Authors: Justin Cronin
Había otros como él, hombres y mujeres que por un motivo u otro no se casaban y vivían solos, y el Coronel tal vez se habría refugiado en el anonimato del ermitaño de no ser por los acontecimientos de la Noche Oscura. Peter sólo tenía seis años en aquel tiempo. No estaba seguro de si sus recuerdos eran reales, o sólo historias que la gente le había contado, embellecidas por su imaginación con el transcurso de los años. De todos modos, estaba seguro de acordarse del terremoto. Siempre se producían terremotos, pero ninguno como el que había sacudido la montaña aquella noche, cuando los niños se estaban preparando para ir a la cama, un solo y enorme temblor, seguido por un minuto entero de sacudidas tan violentas que dio la impresión de que la tierra se partía en dos. Peter recordaba la sensación de impotencia que experimentó cuando lo levantaron, arrojado como una hoja al viento, y después los gritos y chillidos, Profesora aullando sin cesar, y el estruendo y el sabor a polvo en la boca cuando la muralla occidental del Asilo se vino abajo. El terremoto se había desencadenado justo después del ocaso y se había llevado por delante la red eléctrica. Cuando los primeros virales atravesaron el perímetro, no les quedó más remedio que incendiar el cortafuegos y replegarse hasta los restos del Asilo. Muchos de los muertos habían quedado atrapados bajo los cascotes de sus casas. Por la mañana, se habían perdido 162 almas, incluidas nueve familias enteras, así como la mitad del rebaño, casi todos los pollos y todos los perros.

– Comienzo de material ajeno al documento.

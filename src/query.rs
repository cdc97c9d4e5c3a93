// File: ./src/query.rs
//! Builds the outbound upstream query from filter state.
use crate::error::FinderError;
use crate::model::{RecordKind, SearchFilters};
use url::Url;

/// Fixed number of records requested per page.
pub const PAGE_SIZE: usize = 12;

pub const PARAM_CREDENTIAL: &str = "crtfcKey";
pub const PARAM_DATA_TYPE: &str = "dataType";
pub const PARAM_PAGE_INDEX: &str = "pageIndex";
pub const PARAM_PAGE_UNIT: &str = "pageUnit";
pub const PARAM_CATEGORY: &str = "searchLclasId";
pub const PARAM_TAGS: &str = "hashtags";

/// Upstream endpoints for the two record kinds.
#[derive(Debug, Clone, PartialEq, Eq)]
pub struct Endpoints {
    pub program: String,
    pub event: String,
}

impl Endpoints {
    pub fn for_kind(&self, kind: RecordKind) -> &str {
        match kind {
            RecordKind::Program => &self.program,
            RecordKind::Event => &self.event,
        }
    }
}

/// Query parameters for one page request, in emission order.
#[derive(Debug, Clone, PartialEq, Eq)]
pub struct UpstreamQuery {
    pub kind: RecordKind,
    pub params: Vec<(String, String)>,
}

impl UpstreamQuery {
    pub fn get(&self, name: &str) -> Option<&str> {
        self.params
            .iter()
            .find(|(k, _)| k == name)
            .map(|(_, v)| v.as_str())
    }

    /// Full upstream URL for this query.
    pub fn to_url(&self, endpoints: &Endpoints) -> Result<Url, FinderError> {
        let url = Url::parse_with_params(endpoints.for_kind(self.kind), &self.params)?;
        Ok(url)
    }

    /// Same URL with the credential masked, for logs.
    pub fn redacted(&self, endpoints: &Endpoints) -> String {
        let masked = UpstreamQuery {
            kind: self.kind,
            params: self
                .params
                .iter()
                .map(|(k, v)| {
                    if k == PARAM_CREDENTIAL {
                        (k.clone(), "***".to_string())
                    } else {
                        (k.clone(), v.clone())
                    }
                })
                .collect(),
        };
        masked
            .to_url(endpoints)
            .map(|u| u.to_string())
            .unwrap_or_else(|_| endpoints.for_kind(self.kind).to_string())
    }
}

/// Translates filter state and a 1-based page index into upstream parameters.
///
/// An empty credential is a caller bug: credential-less callers must use the
/// sample provider instead.
pub fn build_query(
    filters: &SearchFilters,
    page_index: u32,
    credential: &str,
) -> Result<UpstreamQuery, FinderError> {
    let credential = credential.trim();
    if credential.is_empty() {
        return Err(FinderError::Configuration(
            "an API key is required for live queries".to_string(),
        ));
    }
    if page_index == 0 {
        return Err(FinderError::Configuration(
            "page index starts at 1".to_string(),
        ));
    }
    filters.validate()?;

    let mut params = vec![
        (PARAM_CREDENTIAL.to_string(), credential.to_string()),
        (PARAM_DATA_TYPE.to_string(), "json".to_string()),
        (PARAM_PAGE_INDEX.to_string(), page_index.to_string()),
        (PARAM_PAGE_UNIT.to_string(), PAGE_SIZE.to_string()),
    ];

    if let Some(code) = filters.category_code() {
        params.push((PARAM_CATEGORY.to_string(), code.to_string()));
    }

    let tags = tag_terms(filters);
    if !tags.is_empty() {
        params.push((PARAM_TAGS.to_string(), tags.join(",")));
    }

    Ok(UpstreamQuery {
        kind: filters.kind,
        params,
    })
}

/// Regions, then keyword tokens, then targets. The category never ends up here.
fn tag_terms(filters: &SearchFilters) -> Vec<&str> {
    filters
        .specific_regions()
        .chain(filters.keyword_tokens())
        .chain(
            filters
                .targets
                .iter()
                .map(|t| t.trim())
                .filter(|t| !t.is_empty()),
        )
        .collect()
}
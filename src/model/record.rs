// File: ./src/model/record.rs
use crate::model::filters::RecordKind;
use serde::{Deserialize, Serialize};
use strum::AsRefStr;

#[derive(Debug, Clone, Copy, PartialEq, Eq, Serialize, Deserialize, AsRefStr)]
#[serde(rename_all = "UPPERCASE")]
#[strum(serialize_all = "UPPERCASE")]
pub enum DeadlineStatus {
    Open,
    Closed,
    Upcoming,
}

impl std::fmt::Display for DeadlineStatus {
    fn fmt(&self, f: &mut std::fmt::Formatter<'_>) -> std::fmt::Result {
        f.write_str(self.as_ref())
    }
}

/// The single record shape handed back to callers, whatever endpoint it came from.
#[derive(Debug, Clone, PartialEq, Eq, Serialize, Deserialize)]
#[serde(rename_all = "camelCase")]
pub struct UnifiedRecord {
    pub id: String,
    pub kind: RecordKind,
    pub title: String,
    pub organization: String,
    pub raw_period: String,
    /// Absolute link, or `#` when upstream had none.
    pub url: String,
    /// Plain text, markup stripped.
    pub summary: String,
    pub category: String,
    #[serde(skip_serializing_if = "Option::is_none")]
    pub target: Option<String>,
    #[serde(skip_serializing_if = "Option::is_none")]
    pub areas: Option<Vec<String>>,
    pub tags: Vec<String>,
    pub date_info: String,
    pub status: DeadlineStatus,
    pub d_day: String,
}

impl UnifiedRecord {
    pub fn has_link(&self) -> bool {
        self.url != "#"
    }
}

Muchos de los supervivientes debían sus vidas al Coronel. Él solo había abandonado la seguridad del Asilo en busca de supervivientes. Cargó a muchos heridos a la espalda y los trasladó al Almacén, donde resistió los ataques de los virales durante toda la noche. Ese grupo incluía a John y Angel Donadio, los padres de Alicia. De las casi dos docenas de personas a quienes rescató, ellos fueron los únicos que murieron. A la mañana siguiente, cubierto de sangre y polvo, el Coronel había entrado en lo que quedaba del Asilo, tomado a Alicia de la mano y anunciado: «Yo me ocuparé de la niña», y regresado con Alicia pisándole los talones. Ninguno de los adultos presentes en la sala había sido capaz de reunir fuerzas para oponerse. Aquella noche se había convertido en huérfana, como muchos otros, y los Donadio eran Caminantes, no Primeras Familias. Si alguien deseaba cuidar de ella, parecía un trato razonable. Pero también era cierto, o al menos eso dijo la gente en aquel tiempo, que en la conformidad de la niña habían intuido la mano del destino, cuando no la liquidación de una deuda cósmica. Alicia estaba destinada a ser de él.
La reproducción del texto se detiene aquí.